Identification & Distribution:

Uroleucon solidaginis apterae are shining reddish brown, with rows of dark hair-bearing scleroites. The antennae and legs of Uroleucon solidaginis are mainly yellowish brown with the apical parts of the femora, knees and tips of tibiae dark. Their antennae are longer than the body and the third antennal segment is as dark as the rest of the antennae. The antennal terminal process is 5.2-6.4 times the length of the base of antennal segment VI. The apical rostral segment is 1.2-1.4 times the length of the second hind tarsal segment, and bears 8 accessory hairs. There are no antesiphuncular sclerites. Both the siphunculi and cauda are black, and their siphunculi are 1.6-2.1 times as long as the cauda. The distal 25% of the siphunculi is reticulated. Uroleucon solidaginis body length ranges from 2.3 to 4.1 mm.

The alate viviparous female is dark red, and has completely black antennae about 1.3 times as long as the body. Immatures are bright red. The alate male is dark green, and the ovipara has the hind tibia swollen with 12-25 secondary rhinaria on antennal segment III.

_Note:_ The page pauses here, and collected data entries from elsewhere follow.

// SPDX-FileCopyrightText: 2026 Frontdesk Contributors
// SPDX-License-Identifier: MIT OR Apache-2.0

//! HTTP client for the classify-and-answer service.
//!
//! Provides [`ResponderClient`] which handles request construction, the
//! bounded per-call timeout, and transient error retry.

use std::time::Duration;

use reqwest::header::{HeaderMap, HeaderValue};
use serde::{Deserialize, Serialize};
use tracing::{debug, warn};

use frontdesk_core::FrontdeskError;

/// Request body for the classify-and-answer call.
#[derive(Debug, Serialize)]
pub struct ClassifyRequest<'a> {
    /// The visitor's utterance.
    pub message: &'a str,
}

/// Response body from the classify-and-answer call.
#[derive(Debug, Clone, Deserialize)]
pub struct ClassifyResponse {
    /// Intent label from the closed set ("greeting", "faq", ...).
    pub intent: String,
    /// Generated reply text, absent for intents the service does not answer.
    #[serde(default)]
    pub reply: Option<String>,
}

/// HTTP client for responder service communication.
///
/// Carries a hard per-request timeout (the webhook path must never wait on
/// an unbounded LLM call) and retries once on transient status codes.
#[derive(Debug, Clone)]
pub struct ResponderClient {
    client: reqwest::Client,
    base_url: String,
    timeout: Duration,
    max_retries: u32,
}

impl ResponderClient {
    /// Creates a new responder client.
    ///
    /// # Arguments
    /// * `base_url` - Base URL of the responder service
    /// * `timeout` - Upper bound on a single classify call
    pub fn new(base_url: String, timeout: Duration) -> Result<Self, FrontdeskError> {
        let mut headers = HeaderMap::new();
        headers.insert("content-type", HeaderValue::from_static("application/json"));

        let client = reqwest::Client::builder()
            .default_headers(headers)
            .timeout(timeout)
            .build()
            .map_err(|e| FrontdeskError::Responder {
                message: format!("failed to build HTTP client: {e}"),
                source: Some(Box::new(e)),
            })?;

        Ok(Self {
            client,
            base_url: base_url.trim_end_matches('/').to_string(),
            timeout,
            max_retries: 1,
        })
    }

    /// Returns the configured base URL.
    pub fn base_url(&self) -> &str {
        &self.base_url
    }

    /// Classify one utterance.
    ///
    /// On transient errors (429, 500, 503), retries once after a 1-second
    /// delay. A request timeout maps to [`FrontdeskError::Timeout`] so the
    /// caller can distinguish it in logs; every failure shape degrades the
    /// same way (fixed apology, no handoff).
    pub async fn classify(&self, message: &str) -> Result<ClassifyResponse, FrontdeskError> {
        let url = format!("{}/respond", self.base_url);
        let body = ClassifyRequest { message };

        let mut last_error = None;

        for attempt in 0..=self.max_retries {
            if attempt > 0 {
                warn!(attempt, "retrying classify request after transient error");
                tokio::time::sleep(Duration::from_secs(1)).await;
            }

            let response = match self.client.post(&url).json(&body).send().await {
                Ok(r) => r,
                Err(e) if e.is_timeout() => {
                    return Err(FrontdeskError::Timeout {
                        duration: self.timeout,
                    });
                }
                Err(e) => {
                    return Err(FrontdeskError::Responder {
                        message: format!("HTTP request failed: {e}"),
                        source: Some(Box::new(e)),
                    });
                }
            };

            let status = response.status();
            debug!(status = %status, attempt, "classify response received");

            if status.is_success() {
                let body = response.text().await.map_err(|e| FrontdeskError::Responder {
                    message: format!("failed to read response body: {e}"),
                    source: Some(Box::new(e)),
                })?;
                let decoded: ClassifyResponse =
                    serde_json::from_str(&body).map_err(|e| FrontdeskError::Responder {
                        message: format!("failed to parse classify response: {e}"),
                        source: Some(Box::new(e)),
                    })?;
                return Ok(decoded);
            }

            if is_transient_error(status) && attempt < self.max_retries {
                let body = response.text().await.unwrap_or_default();
                warn!(status = %status, body = %body, "transient error, will retry");
                last_error = Some(FrontdeskError::Responder {
                    message: format!("responder returned {status}: {body}"),
                    source: None,
                });
                continue;
            }

            // Non-transient error or exhausted retries.
            let body = response.text().await.unwrap_or_default();
            return Err(FrontdeskError::Responder {
                message: format!("responder returned {status}: {body}"),
                source: None,
            });
        }

        Err(last_error.unwrap_or_else(|| FrontdeskError::Responder {
            message: "classify request failed after retries".into(),
            source: None,
        }))
    }

    /// Probe the service's health endpoint.
    pub async fn probe(&self) -> Result<(), FrontdeskError> {
        let url = format!("{}/health", self.base_url);
        let response =
            self.client
                .get(&url)
                .send()
                .await
                .map_err(|e| FrontdeskError::Responder {
                    message: format!("health probe failed: {e}"),
                    source: Some(Box::new(e)),
                })?;
        if response.status().is_success() {
            Ok(())
        } else {
            Err(FrontdeskError::Responder {
                message: format!("health probe returned {}", response.status()),
                source: None,
            })
        }
    }
}

/// Returns true for HTTP status codes that indicate transient errors worth retrying.
fn is_transient_error(status: reqwest::StatusCode) -> bool {
    matches!(status.as_u16(), 429 | 500 | 503)
}

#[cfg(test)]
mod tests {
    use super::*;
    use wiremock::matchers::{body_json_string, method, path};
    use wiremock::{Mock, MockServer, ResponseTemplate};

    fn test_client(base_url: &str) -> ResponderClient {
        ResponderClient::new(base_url.to_string(), Duration::from_secs(2)).unwrap()
    }

    #[tokio::test]
    async fn classify_success_decodes_intent_and_reply() {
        let server = MockServer::start().await;

        Mock::given(method("POST"))
            .and(path("/respond"))
            .and(body_json_string(r#"{"message":"How do I check billing?"}"#))
            .respond_with(ResponseTemplate::new(200).set_body_json(serde_json::json!({
                "intent": "faq",
                "reply": "Billing lives under Settings."
            })))
            .mount(&server)
            .await;

        let client = test_client(&server.uri());
        let result = client.classify("How do I check billing?").await.unwrap();
        assert_eq!(result.intent, "faq");
        assert_eq!(result.reply.as_deref(), Some("Billing lives under Settings."));
    }

    #[tokio::test]
    async fn classify_tolerates_missing_reply_field() {
        let server = MockServer::start().await;

        Mock::given(method("POST"))
            .and(path("/respond"))
            .respond_with(
                ResponseTemplate::new(200)
                    .set_body_json(serde_json::json!({"intent": "unrelated"})),
            )
            .mount(&server)
            .await;

        let client = test_client(&server.uri());
        let result = client.classify("I want a refund").await.unwrap();
        assert_eq!(result.intent, "unrelated");
        assert!(result.reply.is_none());
    }

    #[tokio::test]
    async fn classify_retries_on_503() {
        let server = MockServer::start().await;

        Mock::given(method("POST"))
            .and(path("/respond"))
            .respond_with(ResponseTemplate::new(503))
            .up_to_n_times(1)
            .mount(&server)
            .await;

        Mock::given(method("POST"))
            .and(path("/respond"))
            .respond_with(ResponseTemplate::new(200).set_body_json(serde_json::json!({
                "intent": "greeting",
                "reply": "Hi!"
            })))
            .mount(&server)
            .await;

        let client = test_client(&server.uri());
        let result = client.classify("hello").await.unwrap();
        assert_eq!(result.intent, "greeting");
    }

    #[tokio::test]
    async fn classify_fails_on_400_without_retry() {
        let server = MockServer::start().await;

        Mock::given(method("POST"))
            .and(path("/respond"))
            .respond_with(ResponseTemplate::new(400).set_body_string("bad request"))
            .expect(1)
            .mount(&server)
            .await;

        let client = test_client(&server.uri());
        let err = client.classify("hello").await.unwrap_err();
        assert!(err.to_string().contains("400"), "got: {err}");
    }

    #[tokio::test]
    async fn classify_times_out_as_timeout_error() {
        let server = MockServer::start().await;

        Mock::given(method("POST"))
            .and(path("/respond"))
            .respond_with(
                ResponseTemplate::new(200)
                    .set_body_json(serde_json::json!({"intent": "faq"}))
                    .set_delay(Duration::from_secs(5)),
            )
            .mount(&server)
            .await;

        let client = ResponderClient::new(server.uri(), Duration::from_millis(200)).unwrap();
        let err = client.classify("slow").await.unwrap_err();
        assert!(
            matches!(err, FrontdeskError::Timeout { .. }),
            "expected timeout, got: {err}"
        );
    }

    #[tokio::test]
    async fn classify_rejects_undecodable_body() {
        let server = MockServer::start().await;

        Mock::given(method("POST"))
            .and(path("/respond"))
            .respond_with(ResponseTemplate::new(200).set_body_string("not json"))
            .mount(&server)
            .await;

        let client = test_client(&server.uri());
        let err = client.classify("hello").await.unwrap_err();
        assert!(err.to_string().contains("parse"), "got: {err}");
    }

    #[tokio::test]
    async fn probe_succeeds_on_healthy_service() {
        let server = MockServer::start().await;
        Mock::given(method("GET"))
            .and(path("/health"))
            .respond_with(ResponseTemplate::new(200))
            .mount(&server)
            .await;

        let client = test_client(&server.uri());
        assert!(client.probe().await.is_ok());
    }

    #[test]
    fn base_url_trailing_slash_is_trimmed() {
        let client =
            ResponderClient::new("http://x/".to_string(), Duration::from_secs(1)).unwrap();
        assert_eq!(client.base_url(), "http://x");
    }
}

The clarified slide mounts below are of adult viviparous female Uroleucon solidaginis : wingless, and winged.

Micrographs of clarified mounts by permission of Roger Blackman, copyright AWP all rights reserved.

The goldenrod aphid is found on the upper parts of goldenrod (Solidago virgaurea). It does not host alternate, but produces oviparae and green alate males in the autumn. They overwinter in the egg stage. Uroleucon solidaginis is found in Europe, Asia, north Africa and North America.


Biology & Ecology

Life cycle

We have so found the aphid Uroleucon solidaginis at two sites in Britain - at Dundreggan in Scotland and at Bedgebury Pinetum in Kent. We first found it at Dundreggan in July on a small patch of golden rod. There was only one live aphid in the colony (a fourth instar nymph) and this was reared through to the adult for identification purposes (see pictures below). Most of the colony had been parasitized.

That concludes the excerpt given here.